Okay, here's this week's revised theory, based on what we now know: Sure, William and first!Audrey started the Troubles. Or woke them up, or something, since they seem to predate European settlers. But once she saw the enormity of what she had done, first!Audrey volunteered to go in the Barn to suppress the Troubles until they could be ended for good. And William, who had no remorse, couldn't accept that she would choose doing the right thing over him, and became crazy stalker ex-boyfriend. And William could also end the Troubles if he wanted to, by killing the one he loves (look out Audrey), which also plays into "What was once your salvation is now your doom."

And I have to say, I'm sorry, but, Nathan? I really like you. You're a good guy, and you and Audrey are great together, but. These homicidal rages of yours have to stop. They're becoming your defining characteristic. They make me not trust you to think in situations where Audrey is in danger, and it's doing you more harm than good. I know it's in your genes, but that excuse will only take you so far. You keep this up, and I won't be able to justify wanting you to have your happily ever after.

Did you realize that the next episode is Episode #50 of Haven? It's true!

William, It Was Really Nothing
A collection of thoughts about Friday's episode of Haven, "William." Speculation for the future abounds. (Like Tigger.)

[Spoiler (click to open)]
I never really trusted William (ask lone_pyramid), mostly because I was supposed to trust him. So even though he said a lot without actually saying anything - he's from Haven, all right - I have come up with a theory, certain to be Jossed in the next episode.

William is Audrey's crazy stalker ex-boyfriend. He was in love with one of Audrey's previous personalities hundreds of years ago - maybe the first one, maybe not - but she was not in love with him, he just thought she was (in the style of TV stalkers.) If it was the first personality, maybe that's why she agreed to go into the Barn in the first place - not just to save Haven, but to get away from William.
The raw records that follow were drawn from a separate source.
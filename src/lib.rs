//! CCTV clip consolidator library
//!
//! Groups per-camera surveillance clips by day, probes them through a persistent
//! cache, and renders one timestamped video per camera and day.

pub mod adapters;
pub mod app;
pub mod cache;
pub mod cli;
pub mod config;
pub mod domain;
pub mod engine;
pub mod error;
pub mod ports;
pub mod subtitle;
pub mod utils;

// Re-export commonly used types
pub use app::{DefaultAppContainer, RunReport};
pub use config::{LayeredConfig, Settings};
pub use domain::index::ClipIndex;
pub use domain::model::{Clip, ClipKey, Job, MediaProbe, SubtitleCue};
pub use error::{ConsolidatorError, ConsolidatorResult};
//! FFmpeg adapter for concatenating and re-encoding clips
//!
//! Inputs are always fed through the concat demuxer. In demux mode streams are
//! copied and subtitles are muxed as a soft track; otherwise video is re-encoded
//! through `setpts` / `fps` / `transpose` / `subtitles` filters. Progress is read
//! from `-progress pipe:1`.

use async_trait::async_trait;
use std::collections::VecDeque;
use std::path::{Path, PathBuf};
use std::process::Stdio;
use tokio::io::{AsyncBufReadExt, BufReader};
use tokio::process::Command;
use tokio::sync::watch;
use tracing::{debug, info, warn};

use crate::error::{ConsolidatorError, ConsolidatorResult};
use crate::ports::{RenderPort, RenderProgress, RenderRequest};
use crate::utils::time::parse_clock;

/// Lines of ffmpeg stderr kept for error messages
const STDERR_TAIL: usize = 20;

/// FFmpeg-based render adapter
pub struct FfmpegAdapter {
    binary: PathBuf,
    video_codec: Option<String>,
}

impl FfmpegAdapter {
    pub fn new() -> Self {
        Self::with_binary("ffmpeg")
    }

    /// Use a specific `ffmpeg` executable
    pub fn with_binary(binary: impl Into<PathBuf>) -> Self {
        Self {
            binary: binary.into(),
            video_codec: None,
        }
    }

    /// Encoder used when re-encoding; ffmpeg picks one for the container when unset
    pub fn with_video_codec(mut self, codec: impl Into<String>) -> Self {
        self.video_codec = Some(codec.into());
        self
    }

    /// Full argument list for `request`, reading inputs from the concat `manifest`
    pub fn build_args(&self, request: &RenderRequest, manifest: &Path) -> Vec<String> {
        let tuning = &request.tuning;
        let mut args: Vec<String> = ["-hide_banner", "-nostdin", "-y", "-nostats"]
            .iter()
            .map(|s| s.to_string())
            .collect();
        args.extend(["-progress", "pipe:1"].map(String::from));
        args.extend(["-f", "concat", "-safe", "0", "-i"].map(String::from));
        args.push(manifest.display().to_string());

        if tuning.demux {
            let soft_subs = request.subtitles.as_ref();
            if let Some(subs) = soft_subs {
                args.extend(["-f", "srt", "-i"].map(String::from));
                args.push(subs.display().to_string());
            }
            args.extend(["-map", "0:v"].map(String::from));
            if tuning.audio {
                args.extend(["-map", "0:a?"].map(String::from));
            }
            if soft_subs.is_some() {
                args.extend(["-map", "1:0"].map(String::from));
            }
            args.extend(["-c", "copy"].map(String::from));
            if soft_subs.is_some() {
                args.push("-c:s".to_string());
                args.push(subtitle_codec(&request.output).to_string());
            }
        } else {
            let filters = video_filters(request);
            if !filters.is_empty() {
                args.push("-vf".to_string());
                args.push(filters.join(","));
            }
            if let Some(codec) = &self.video_codec {
                args.push("-c:v".to_string());
                args.push(codec.clone());
            }
            if let Some(quality) = tuning.quality {
                args.push("-cq:v".to_string());
                args.push(quality.to_string());
            }
            if tuning.audio && (tuning.speed - 1.0).abs() > f64::EPSILON {
                args.push("-af".to_string());
                args.push(format!("atempo={}", tuning.speed));
            }
        }

        if !tuning.audio {
            args.push("-an".to_string());
        }
        args.push(request.output.display().to_string());
        args
    }

    async fn write_manifest(inputs: &[PathBuf]) -> ConsolidatorResult<tempfile::TempPath> {
        let manifest = tempfile::Builder::new()
            .prefix("consolidator-concat-")
            .suffix(".txt")
            .tempfile()?
            .into_temp_path();
        tokio::fs::write(&manifest, concat_manifest(inputs)).await?;
        Ok(manifest)
    }
}

impl Default for FfmpegAdapter {
    fn default() -> Self {
        Self::new()
    }
}

/// Concat demuxer input list: one `file '<path>'` line per input
pub fn concat_manifest(inputs: &[PathBuf]) -> String {
    inputs
        .iter()
        .map(|p| format!("file '{}'\n", p.display().to_string().replace('\'', "'\\''")))
        .collect()
}

/// Subtitle codec the output container accepts
fn subtitle_codec(output: &Path) -> &'static str {
    let ext = output
        .extension()
        .and_then(|e| e.to_str())
        .map(|e| e.to_lowercase());
    match ext.as_deref() {
        Some("mp4") | Some("m4v") | Some("mov") => "mov_text",
        Some("webm") => "webvtt",
        _ => "srt",
    }
}

/// Re-encode filter chain in application order
fn video_filters(request: &RenderRequest) -> Vec<String> {
    let tuning = &request.tuning;
    let mut filters = Vec::new();

    if (tuning.speed - 1.0).abs() > f64::EPSILON {
        filters.push(format!("setpts=PTS/{}", tuning.speed));
    }
    if let Some(fps) = tuning.fps {
        filters.push(format!("fps={}", fps));
    }
    match tuning.rotate {
        90 => filters.push("transpose=1".to_string()),
        180 => filters.push("transpose=1,transpose=1".to_string()),
        270 => filters.push("transpose=2".to_string()),
        _ => {}
    }
    if request.burn_subtitles {
        if let Some(subs) = &request.subtitles {
            filters.push(format!("subtitles=filename={}", escape_filter_value(subs)));
        }
    }
    filters
}

/// Escape a path for use as a filter option value inside a filtergraph
fn escape_filter_value(path: &Path) -> String {
    let mut option = String::new();
    for c in path.display().to_string().chars() {
        if matches!(c, '\\' | '\'' | ':') {
            option.push('\\');
        }
        option.push(c);
    }
    let mut graph = String::new();
    for c in option.chars() {
        if matches!(c, '\\' | '\'' | '[' | ']' | ',' | ';') {
            graph.push('\\');
        }
        graph.push(c);
    }
    graph
}

/// Accumulates one `-progress` block
#[derive(Debug, Default)]
struct ProgressState {
    out_time_secs: f64,
    speed: Option<f64>,
    fps: Option<f64>,
    complete: bool,
}

impl ProgressState {
    fn update(&mut self, key: &str, value: &str) {
        match key {
            // out_time_ms is in microseconds as well
            "out_time_ms" | "out_time_us" => {
                if let Ok(us) = value.parse::<f64>() {
                    self.out_time_secs = us / 1_000_000.0;
                }
            }
            "out_time" => {
                if let Some(secs) = parse_clock(value) {
                    self.out_time_secs = secs;
                }
            }
            "speed" => {
                self.speed = value.trim_end_matches('x').trim().parse().ok();
            }
            "fps" => {
                self.fps = value.parse().ok();
            }
            "progress" => {
                self.complete = value == "end";
            }
            _ => {}
        }
    }

    fn report(&self, expected_duration: f64) -> RenderProgress {
        let fraction = if self.complete {
            1.0
        } else if expected_duration <= 0.0 {
            0.0
        } else {
            (self.out_time_secs.max(0.0) / expected_duration).clamp(0.0, 1.0)
        };
        RenderProgress {
            fraction,
            out_time: self.out_time_secs.max(0.0),
            speed: self.speed,
            fps: self.fps,
        }
    }
}

#[async_trait]
impl RenderPort for FfmpegAdapter {
    async fn render(
        &self,
        request: &RenderRequest,
        progress: watch::Sender<RenderProgress>,
    ) -> ConsolidatorResult<()> {
        let render_error = |message: String| ConsolidatorError::RenderError {
            output: request.output.display().to_string(),
            message,
        };

        if request.inputs.is_empty() {
            return Err(render_error("no inputs".to_string()));
        }

        let manifest = Self::write_manifest(&request.inputs).await?;
        let args = self.build_args(request, &manifest);
        debug!("ffmpeg {}", args.join(" "));

        let mut child = Command::new(&self.binary)
            .args(&args)
            .stdin(Stdio::null())
            .stdout(Stdio::piped())
            .stderr(Stdio::piped())
            .kill_on_drop(true)
            .spawn()
            .map_err(|e| render_error(format!("failed to run ffmpeg: {}", e)))?;

        let stderr = child.stderr.take();
        let stderr_task = tokio::spawn(async move {
            let mut tail = VecDeque::with_capacity(STDERR_TAIL);
            if let Some(stderr) = stderr {
                let mut lines = BufReader::new(stderr).lines();
                while let Ok(Some(line)) = lines.next_line().await {
                    if tail.len() == STDERR_TAIL {
                        tail.pop_front();
                    }
                    tail.push_back(line);
                }
            }
            tail
        });

        if let Some(stdout) = child.stdout.take() {
            let mut lines = BufReader::new(stdout).lines();
            let mut state = ProgressState::default();
            while let Some(line) = lines.next_line().await? {
                let Some((key, value)) = line.split_once('=') else {
                    continue;
                };
                let (key, value) = (key.trim(), value.trim());
                state.update(key, value);
                if key == "progress" {
                    progress.send_replace(state.report(request.expected_duration));
                }
            }
        }

        let status = child.wait().await?;
        let tail = stderr_task.await.unwrap_or_default();

        if !status.success() {
            let message = tail
                .iter()
                .rev()
                .find(|l| !l.trim().is_empty())
                .cloned()
                .unwrap_or_else(|| "ffmpeg failed".to_string());
            warn!("ffmpeg exited with {} for {}", status, request.output.display());
            return Err(render_error(format!("{} ({})", message, status)));
        }

        info!("Rendered {}", request.output.display());
        Ok(())
    }
}

#[cfg(test)]
mod tests {
    use super::*;
    use crate::config::{RenderTuning, TimestampMode};

    fn request(tuning: RenderTuning, subtitles: Option<&str>, burn: bool) -> RenderRequest {
        RenderRequest {
            inputs: vec![PathBuf::from("/v/a.mp4"), PathBuf::from("/v/b.mp4")],
            subtitles: subtitles.map(PathBuf::from),
            burn_subtitles: burn,
            output: PathBuf::from("/out/2021-01-01_1001.part.mp4"),
            tuning,
            expected_duration: 120.0,
        }
    }

    fn value_after<'a>(args: &'a [String], flag: &str) -> Option<&'a str> {
        args.iter()
            .position(|a| a == flag)
            .and_then(|i| args.get(i + 1))
            .map(String::as_str)
    }

    #[test]
    fn test_concat_manifest_quotes_paths() {
        let manifest = concat_manifest(&[
            PathBuf::from("/v/a.mp4"),
            PathBuf::from("/v/it's.mp4"),
        ]);
        assert_eq!(manifest, "file '/v/a.mp4'\nfile '/v/it'\\''s.mp4'\n");
    }

    #[test]
    fn test_reencode_filter_chain() {
        let tuning = RenderTuning {
            rotate: 90,
            speed: 4.0,
            fps: Some(30.0),
            quality: Some(28),
            ..RenderTuning::default()
        };
        let args = FfmpegAdapter::new().build_args(
            &request(tuning, Some("/tmp/subs.srt"), true),
            Path::new("/tmp/list.txt"),
        );

        assert_eq!(
            value_after(&args, "-vf"),
            Some("setpts=PTS/4,fps=30,transpose=1,subtitles=filename=/tmp/subs.srt")
        );
        assert_eq!(value_after(&args, "-cq:v"), Some("28"));
        assert_eq!(value_after(&args, "-i"), Some("/tmp/list.txt"));
        assert!(args.contains(&"-an".to_string()));
        assert_eq!(args.last().map(String::as_str), Some("/out/2021-01-01_1001.part.mp4"));
    }

    #[test]
    fn test_audio_kept_with_tempo() {
        let tuning = RenderTuning {
            speed: 2.0,
            audio: true,
            ..RenderTuning::default()
        };
        let args = FfmpegAdapter::new().build_args(&request(tuning, None, false), Path::new("/l.txt"));
        assert_eq!(value_after(&args, "-af"), Some("atempo=2"));
        assert!(!args.contains(&"-an".to_string()));
    }

    #[test]
    fn test_demux_copies_streams_with_soft_subtitles() {
        let tuning = RenderTuning {
            demux: true,
            timestamp: TimestampMode::Burn,
            ..RenderTuning::default()
        };
        let args = FfmpegAdapter::new().build_args(
            &request(tuning, Some("/tmp/subs.srt"), false),
            Path::new("/l.txt"),
        );
        assert_eq!(value_after(&args, "-c"), Some("copy"));
        assert_eq!(value_after(&args, "-c:s"), Some("mov_text"));
        assert!(args.iter().any(|a| a == "1:0"));
        assert!(!args.contains(&"-vf".to_string()));
    }

    #[test]
    fn test_filter_value_escaping() {
        assert_eq!(
            escape_filter_value(Path::new("C:\\subs\\a,b.srt")),
            "C\\\\:\\\\\\\\subs\\\\\\\\a\\,b.srt"
        );
    }

    #[test]
    fn test_progress_state() {
        let mut state = ProgressState::default();
        state.update("out_time_us", "30000000");
        state.update("speed", "4.5x");
        assert_eq!(state.report(120.0).fraction, 0.25);
        assert_eq!(state.report(120.0).speed, Some(4.5));
        state.update("out_time", "00:01:30.000000");
        assert_eq!(state.report(120.0).fraction, 0.75);
        state.update("progress", "end");
        assert_eq!(state.report(120.0).fraction, 1.0);
        assert_eq!(ProgressState::default().report(0.0).fraction, 0.0);
    }

    #[tokio::test]
    async fn test_missing_binary_is_render_error() {
        let (tx, _rx) = watch::channel(RenderProgress::default());
        let adapter = FfmpegAdapter::with_binary("/nonexistent/ffmpeg-binary");
        let err = adapter
            .render(&request(RenderTuning::default(), None, false), tx)
            .await
            .unwrap_err();
        assert!(matches!(err, ConsolidatorError::RenderError { .. }));
        assert!(!err.is_fatal());
    }
}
But he somehow followed her into the Barn. In the past, Agent Howard was able to keep William away from Audrey in the Barn, but now that he's dead or healing or whatever, William was able to get to Audrey and make it possible to get out of the Barn and back into the real world.

Not sure if his Trouble is actually a Trouble or some weird manipulation of whatever causes the Troubles and his own excessive time in the Barn.

I really hope the solution involves the fact that James is still in the Barn, and is more likely to side with his father than his mother's crazy ex. Hmmm, that may or may not evolve into a fic.

Really curious to see where they're actually going with this.

The solution to the cliffhanger - and the whole "Audrey has to kill Nathan" thing - was fairly anticlimactic. They didn't even get to celebrate, just had to move on to the next crisis. Welcome to Haven. But they got to make googley eyes at each other a couple times, so that was nice. Thinking about it, this episode must have taken place the same day as the previous episode - when would they have slept? This show and its internal timelines.

Loved the "Code red! There's a toxic, um, ..." "Gas leak!"

I don't have as many thinky thoughts about this episode as the others. Not sure why that is.

p.s. On the other hand, if Audrey loved William once, maybe killing HIM will end the Troubles for good.